Серьёзно писать о радостном мало кто умеет, поскольку ни усложнения оркестровки, ни попытки найти новые ноты о старом сами по себе художественной увесистости произведению не обеспечивают. В XX в. было создано очень много неудобоваримой чепухи от «шедевров» Ново-венского атонального кружка до романов Джеймса Джойса, но ценность этого наследия в наши дни всё чаще оспаривается даже профессионалами, ибо сколько уже можно делать вид, что король не голый? Феномен же малеровского почерка состоит в гармонизации полярностей, в том, что он умел не только писать серьёзно о радостном, но и светло писать о невыносимо трагичном (таковы его 9-я и незаконченная 10-я симфонии). Именно эти особенности малеровского стиля, как мне кажется, стали основой интерпретации 7-й симфонии Симфоническим оркестром Баварского радио под управлением Мариса Янсонса в мюнхенском «Гаштайге» 19 и 20 апреля этого года.

Главным достоинством этого прочтения, на мой взгляд, стала развёрнутая панорама непафосной витальности, жизнерадостности и сверкающей красоты. М. Янсонс идеально выстраивает темпы, а сравнивая его работы с другими интерпретациями, невозможно не заметить, что его видение практически всегда лишено созерцательной отстранённости; маэстро придаёт интонационным краскам партитуры звенящую напряжённость, своеобразную «пружинистость» фраз, которой нет в других прочтениях. С моей точки зрения, этот стиль работы маэстро со звуковой тканью совершенно уникален, а в интерпретации малеровского наследия, пожалуй, и незаменим.

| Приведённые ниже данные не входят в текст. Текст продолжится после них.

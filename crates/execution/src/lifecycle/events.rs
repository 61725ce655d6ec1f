//! Lifecycle events emitted by the registry.

use clmm_vault_domain::U256;
use clmm_vault_domain::entities::PoolKey;
use clmm_vault_domain::token::Address;
use serde::{Deserialize, Serialize};

/// Type of lifecycle event.
#[derive(Debug, Clone, Copy, PartialEq, Eq, Serialize, Deserialize)]
pub enum LifecycleEventType {
    /// A pool was registered with a new manager.
    PoolAdded,
    /// The manager's first range was deployed.
    PoolInitialised,
    /// A depositor opened a position.
    Deposited,
    /// A fee round was recorded.
    FeesCollected,
    /// The range was moved.
    Redeployed,
    /// A depositor closed a position.
    PositionClosed,
}

/// A lifecycle event for a registered pool.
#[derive(Debug, Clone, Serialize, Deserialize)]
pub struct LifecycleEvent {
    /// Event ID.
    pub id: String,
    /// Event type.
    pub event_type: LifecycleEventType,
    /// Registry key of the pool.
    pub pool: PoolKey,
    /// Manager account.
    pub manager: Address,
    /// Depositor, for position events.
    pub owner: Option<Address>,
    /// Timestamp.
    pub timestamp: chrono::DateTime<chrono::Utc>,
    /// Event-specific data.
    pub data: EventData,
}

impl LifecycleEvent {
    /// Creates a new lifecycle event at unix time `now`.
    pub fn new(pool: PoolKey, manager: Address, now: u64, data: EventData) -> Self {
        let secs = i64::try_from(now).unwrap_or(i64::MAX);
        Self {
            id: uuid::Uuid::new_v4().to_string(),
            event_type: data.event_type(),
            pool,
            manager,
            owner: None,
            timestamp: chrono::DateTime::from_timestamp(secs, 0).unwrap_or_default(),
            data,
        }
    }

    /// Sets the depositor the event concerns.
    #[must_use]
    pub fn with_owner(mut self, owner: Address) -> Self {
        self.owner = Some(owner);
        self
    }
}

/// Event-specific data.
#[derive(Debug, Clone, Serialize, Deserialize)]
pub enum EventData {
    /// Pool added data.
    PoolAdded(PoolAddedData),
    /// First deployment data.
    PoolInitialised(LiquidityData),
    /// Deposit data.
    Deposited(DepositData),
    /// Fee round data.
    FeesCollected(FeesCollectedData),
    /// Redeploy data.
    Redeployed(RedeployData),
    /// Close data.
    PositionClosed(PositionClosedData),
}

impl EventData {
    /// Type tag of this payload.
    pub fn event_type(&self) -> LifecycleEventType {
        match self {
            Self::PoolAdded(_) => LifecycleEventType::PoolAdded,
            Self::PoolInitialised(_) => LifecycleEventType::PoolInitialised,
            Self::Deposited(_) => LifecycleEventType::Deposited,
            Self::FeesCollected(_) => LifecycleEventType::FeesCollected,
            Self::Redeployed(_) => LifecycleEventType::Redeployed,
            Self::PositionClosed(_) => LifecycleEventType::PositionClosed,
        }
    }
}

/// Data for pool added event.
#[derive(Debug, Clone, Serialize, Deserialize)]
pub struct PoolAddedData {
    /// Pool contract address.
    pub pool_address: Address,
    /// Manager id.
    pub manager_id: uuid::Uuid,
}

/// Data for a liquidity deployment.
#[derive(Debug, Clone, Serialize, Deserialize)]
pub struct LiquidityData {
    /// Lower tick.
    pub tick_lower: i32,
    /// Upper tick.
    pub tick_upper: i32,
    /// Liquidity minted.
    pub liquidity: u128,
    /// Token0 paid.
    pub amount0: U256,
    /// Token1 paid.
    pub amount1: U256,
}

/// Data for deposit event.
#[derive(Debug, Clone, Serialize, Deserialize)]
pub struct DepositData {
    /// Token0 deposited.
    pub amount0: U256,
    /// Token1 deposited.
    pub amount1: U256,
    /// Committed duration in seconds.
    pub duration: u64,
    /// Liquidity added to the range.
    pub liquidity: u128,
    /// Shares issued.
    pub shares: u128,
}

/// Data for fees collected event.
#[derive(Debug, Clone, Serialize, Deserialize)]
pub struct FeesCollectedData {
    /// Round index.
    pub round_index: u64,
    /// Token0 fees.
    pub fees0: U256,
    /// Token1 fees.
    pub fees1: U256,
    /// Liquidity when the round closed.
    pub liquidity_snapshot: u128,
}

/// Data for redeploy event.
#[derive(Debug, Clone, Serialize, Deserialize)]
pub struct RedeployData {
    /// Old lower tick.
    pub old_tick_lower: i32,
    /// Old upper tick.
    pub old_tick_upper: i32,
    /// New lower tick.
    pub new_tick_lower: i32,
    /// New upper tick.
    pub new_tick_upper: i32,
    /// Liquidity before redeploy.
    pub old_liquidity: u128,
    /// Liquidity after redeploy.
    pub new_liquidity: u128,
}

/// Data for position closed event.
#[derive(Debug, Clone, Serialize, Deserialize)]
pub struct PositionClosedData {
    /// Liquidity removed from the range.
    pub liquidity_removed: u128,
    /// Principal token0 returned.
    pub amount0: U256,
    /// Principal token1 returned.
    pub amount1: U256,
    /// Fee token0 paid.
    pub fees0: U256,
    /// Fee token1 paid.
    pub fees1: U256,
    /// Seconds the position was open.
    pub elapsed_secs: u64,
    /// Committed duration in seconds.
    pub committed_secs: u64,
}
//! Fungible token interface.

use crate::error::ProtocolError;
use clmm_vault_domain::token::Address;
use clmm_vault_domain::U256;

/// Balance-holding token primitive.
///
/// Every mutating call names the account that issued it, the way the
/// message sender is implicit on chain.
pub trait TokenClient: Send + Sync {
    /// Token contract address.
    fn address(&self) -> Address;
    /// Ticker symbol.
    fn symbol(&self) -> &str;
    /// Decimal places of one whole unit.
    fn decimals(&self) -> u8;
    /// Raw balance of `account`.
    fn balance_of(&self, account: Address) -> U256;
    /// Remaining amount `spender` may pull from `owner`.
    fn allowance(&self, owner: Address, spender: Address) -> U256;

    /// Moves `amount` from `caller` to `to`.
    fn transfer(&self, caller: Address, to: Address, amount: U256) -> Result<(), ProtocolError>;

    /// Moves `amount` from `from` to `to`, spending `caller`'s allowance.
    fn transfer_from(
        &self,
        caller: Address,
        from: Address,
        to: Address,
        amount: U256,
    ) -> Result<(), ProtocolError>;

    /// Sets the allowance of `spender` over `caller`'s balance.
    fn approve(&self, caller: Address, spender: Address, amount: U256) -> Result<(), ProtocolError>;
}
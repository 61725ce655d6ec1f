use primitive_types::H160;
use serde::{Deserialize, Serialize};

/// Account or contract address.
pub type Address = H160;

#[derive(Debug, Clone, PartialEq, Eq, Hash, Serialize, Deserialize)]
pub struct Token {
    pub address: Address,
    pub symbol: String,
    pub decimals: u8,
    pub name: String,
}

impl Token {
    pub fn new(
        address: Address,
        symbol: impl Into<String>,
        decimals: u8,
        name: impl Into<String>,
    ) -> Self {
        Self {
            address,
            symbol: symbol.into(),
            decimals,
            name: name.into(),
        }
    }

    /// Scales a whole-unit amount to raw base units (`units * 10^decimals`).
    pub fn units(&self, whole: u64) -> primitive_types::U256 {
        primitive_types::U256::from(whole) * primitive_types::U256::exp10(self.decimals as usize)
    }
}

#[cfg(test)]
mod tests {
    use super::*;
    use primitive_types::U256;

    #[test]
    fn test_units_scales_by_decimals() {
        let usdc = Token::new(Address::from_low_u64_be(1), "USDC", 6, "USD Coin");
        assert_eq!(usdc.units(1000), U256::from(1_000_000_000u64));
    }
}
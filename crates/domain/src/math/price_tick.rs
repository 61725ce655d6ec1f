use crate::error::DomainError;
use crate::math::tick_math::MAX_SQRT_RATIO;
use primitive_types::{U256, U512};
use rust_decimal::Decimal;
use rust_decimal::prelude::*;

fn price_x192(sqrt_price_x96: U256) -> Result<U512, DomainError> {
    if sqrt_price_x96.is_zero() || sqrt_price_x96 > MAX_SQRT_RATIO {
        return Err(DomainError::SqrtPriceOutOfBounds(sqrt_price_x96));
    }
    // sqrt price fits in 160 bits, so its square fits in 320.
    Ok(sqrt_price_x96.full_mul(sqrt_price_x96))
}

/// Converts an amount of token0 into token1 at the pool price.
/// amount1 = amount0 * sqrtPriceX96^2 / 2^192, rounded down.
pub fn token1_for_token0(amount0: U256, sqrt_price_x96: U256) -> Result<U256, DomainError> {
    let price = price_x192(sqrt_price_x96)?;
    let product = price
        .checked_mul(U512::from(amount0))
        .ok_or(DomainError::Overflow("token1_for_token0"))?;
    U256::try_from(product >> 192).map_err(|_| DomainError::Overflow("token1_for_token0"))
}

/// Converts an amount of token1 into token0 at the pool price.
/// amount0 = amount1 * 2^192 / sqrtPriceX96^2, rounded down.
pub fn token0_for_token1(amount1: U256, sqrt_price_x96: U256) -> Result<U256, DomainError> {
    let price = price_x192(sqrt_price_x96)?;
    let scaled = U512::from(amount1) << 192;
    U256::try_from(scaled / price).map_err(|_| DomainError::Overflow("token0_for_token1"))
}

/// Returns the tick corresponding to a given price.
/// tick = log_1.0001(P)
pub fn price_to_tick(price: Decimal) -> Result<i32, DomainError> {
    if price <= Decimal::ZERO {
        return Err(DomainError::NonPositivePrice);
    }
    let price_f64 = price.to_f64().ok_or(DomainError::Overflow("price_to_tick"))?;
    let base = 1.0001f64;
    let tick = price_f64.log(base);
    Ok(tick.round() as i32)
}
//! Lox lexer: converts source text into a token stream.

pub mod lexer;
pub mod token;

pub use lexer::{LexResult, Lexer};
pub use token::{Token, TokenKind, ALL_KEYWORDS};
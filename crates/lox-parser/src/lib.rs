//! Lox parser: converts a token stream into an AST.

mod parse_decl;
mod parse_expr;
mod parse_stmt;
mod parser;

pub use parser::{ParseResult, Parser};
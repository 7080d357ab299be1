//! Lox runtime core: resolver, environment chain, value model and
//! tree-walking interpreter.
//!
//! The pipeline is `Resolver::resolve` over a parsed program, then
//! `Interpreter::add_resolutions` and `Interpreter::interpret`. Never run
//! the interpreter on a program whose resolution reported errors.

pub mod callable;
pub mod env;
pub mod error;
pub mod interpreter;
pub mod resolver;
mod stack;
pub mod value;

pub use callable::{Callable, Class, Function, Instance, NativeFunction};
pub use env::{EnvRef, Environment};
pub use error::{EvalResult, RuntimeError};
pub use interpreter::{Flow, Interpreter, MAX_CALL_DEPTH};
pub use resolver::{Resolutions, Resolver};
pub use value::Value;
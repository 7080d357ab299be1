//! Lox driver: orchestrates the full pipeline.
//!
//! ```text
//! Lox Source → Lexer → Parser → Resolver → Interpreter → output
//! ```
//!
//! A [`Session`] keeps one interpreter alive across runs, so globals defined
//! by one run stay visible to the next. The REPL and the script runner both
//! go through it.

pub mod repl;

use std::io::{self, Write};

use lox_eval::{Interpreter, Resolver};
use lox_lexer::Lexer;
use lox_parser::Parser;
use lox_types::ast::Program;
use lox_types::{ast_print, Diagnostics, LoxError, SourceFile};
use serde::Serialize;
use tracing::debug;

/// What a single run produced.
#[derive(Debug, Clone, PartialEq)]
pub enum Outcome {
    /// The program ran to completion.
    Ok,
    /// Syntax or resolution errors were reported; nothing was executed.
    StaticErrors(Diagnostics),
    /// Execution stopped at a runtime fault.
    RuntimeError(LoxError),
}

impl Outcome {
    pub fn is_ok(&self) -> bool {
        matches!(self, Outcome::Ok)
    }

    /// Process exit status for this outcome, following the sysexits
    /// convention (65 data error, 70 software error).
    pub fn exit_code(&self) -> i32 {
        match self {
            Outcome::Ok => 0,
            Outcome::StaticErrors(_) => 65,
            Outcome::RuntimeError(_) => 70,
        }
    }

    /// Diagnostics carried by this outcome, empty on success.
    pub fn diagnostics(&self) -> Diagnostics {
        match self {
            Outcome::Ok => Diagnostics::empty(),
            Outcome::StaticErrors(errors) => errors.clone(),
            Outcome::RuntimeError(error) => {
                let mut errors = Diagnostics::empty();
                errors.push_error(error.clone());
                errors
            }
        }
    }
}

/// Machine-readable summary of a run, emitted by `--json`.
///
/// ```json
/// { "success": false, "errors": { "errors": [...], "total_errors": 1 } }
/// ```
#[derive(Debug, Clone, PartialEq, Serialize)]
pub struct RunReport {
    pub success: bool,
    pub errors: Diagnostics,
}

impl From<&Outcome> for RunReport {
    fn from(outcome: &Outcome) -> Self {
        Self {
            success: outcome.is_ok(),
            errors: outcome.diagnostics(),
        }
    }
}

// ══════════════════════════════════════════════════════════════════════════════
// Session
// ══════════════════════════════════════════════════════════════════════════════

pub struct Session<W: Write> {
    interpreter: Interpreter<W>,
    /// First node id handed to the next parse, so resolutions from earlier
    /// runs never collide with new nodes.
    next_id: u32,
    runs: usize,
}

impl Session<io::Stdout> {
    pub fn stdout() -> Self {
        Self::with_interpreter(Interpreter::stdout())
    }
}

impl<W: Write> Session<W> {
    pub fn new(out: W) -> Self {
        Self::with_interpreter(Interpreter::new(out))
    }

    fn with_interpreter(interpreter: Interpreter<W>) -> Self {
        Self {
            interpreter,
            next_id: 0,
            runs: 0,
        }
    }

    /// Lex, parse, resolve and execute `source` against this session's
    /// globals. Execution is skipped when any static error was reported.
    pub fn run(&mut self, source: &SourceFile) -> Outcome {
        self.runs += 1;
        let (program, errors) = self.analyze(source);
        if errors.has_errors() {
            debug!(
                file = %source.name,
                errors = errors.total_errors,
                "static errors, skipping execution"
            );
            return Outcome::StaticErrors(errors);
        }

        match self.interpreter.interpret(&program.stmts) {
            Ok(()) => Outcome::Ok,
            Err(err) => {
                debug!(file = %source.name, code = %err.code(), "runtime fault");
                Outcome::RuntimeError(err.to_diagnostic(source))
            }
        }
    }

    /// Number of runs this session has performed.
    pub fn runs(&self) -> usize {
        self.runs
    }

    pub fn output(&self) -> &W {
        self.interpreter.output()
    }

    pub fn into_output(self) -> W {
        self.interpreter.into_output()
    }

    /// Front half of the pipeline. Resolutions are handed to the
    /// interpreter only when the whole source is free of errors.
    fn analyze(&mut self, source: &SourceFile) -> (Program, Diagnostics) {
        let mut errors = Diagnostics::empty();

        let lexed = Lexer::new(source).lex();
        debug!(tokens = lexed.tokens.len(), errors = lexed.errors.total_errors, "lexed");
        errors.extend(lexed.errors);

        let parsed = Parser::with_id_base(lexed.tokens, source, self.next_id).parse();
        debug!(
            stmts = parsed.program.stmts.len(),
            errors = parsed.errors.total_errors,
            "parsed"
        );
        self.next_id = parsed.next_id;
        errors.extend(parsed.errors);

        let resolutions = Resolver::new(&mut errors, source).resolve(&parsed.program.stmts);
        if !errors.has_errors() {
            self.interpreter.add_resolutions(resolutions);
        }
        (parsed.program, errors)
    }
}

// ══════════════════════════════════════════════════════════════════════════════
// AST dump
// ══════════════════════════════════════════════════════════════════════════════

/// Parse `source` and render it with the AST printer, one top-level
/// statement per line. Syntax errors are returned instead.
pub fn dump_ast(source: &SourceFile) -> Result<String, Diagnostics> {
    let lexed = Lexer::new(source).lex();
    let parsed = Parser::new(lexed.tokens, source).parse();

    let mut errors = lexed.errors;
    errors.extend(parsed.errors);
    if errors.has_errors() {
        return Err(errors);
    }
    Ok(ast_print::print_program(&parsed.program))
}

/// Human-readable report: one rendered block per error.
pub fn render_diagnostics(errors: &Diagnostics) -> String {
    errors
        .iter()
        .map(LoxError::render)
        .collect::<Vec<_>>()
        .join("\n")
}
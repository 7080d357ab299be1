//! Shared types for the Lox interpreter.
//!
//! This crate defines the AST node types, source spans, diagnostics,
//! and the AST printer used across all pipeline stages.

mod error;
mod span;
pub mod ast;
pub mod ast_print;

pub use error::{Diagnostics, ErrorCategory, ErrorCode, LoxError, MAX_ERRORS};
pub use span::{SourceFile, Span};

По всей видимости, нужно быть настроенным на то, чтобы услышать (и почувствовать) ту многослойную философскую подоплёку этого исполнения, которая рождается в сопряжении минорных и мажорных тональностей. Например, «призрачное» скерцо (III часть симфонии Schattenhaft) звучит у М. Янсонса не навязчивой аллюзией движения по кругу, а едва ли не молитвенной итерацией, чуть ли не заклинанием — «Остановись мгновение!».

Исполнение IV части у М. Янсонса пронизано физически ощутимой негой южного лета, которую вихревым потоком подхватывает буйный финал, врываясь в расслабленный ноктюрн с витальной экспрессией жизнеутверждающей гегемонии силы творца из I части симфонии и оставляя ощущение победы радости, но не давящей, как в шиллеровском финале 9-й симфонии Бетховена, а почти весёлой, несмотря на имманентное присутствие где-то рядом почти осознания, что и это пройдёт.

Теоретически малеровскую Седьмую симфонию можно интерпретировать (с точки зрения «что хотел сказать автор») по-разному, но исполнение этой музыки Симфоническим оркестром Баварского радио под управлением М. Янсонса делает любые слова избыточными. Собственно, как и завещал великий Малер.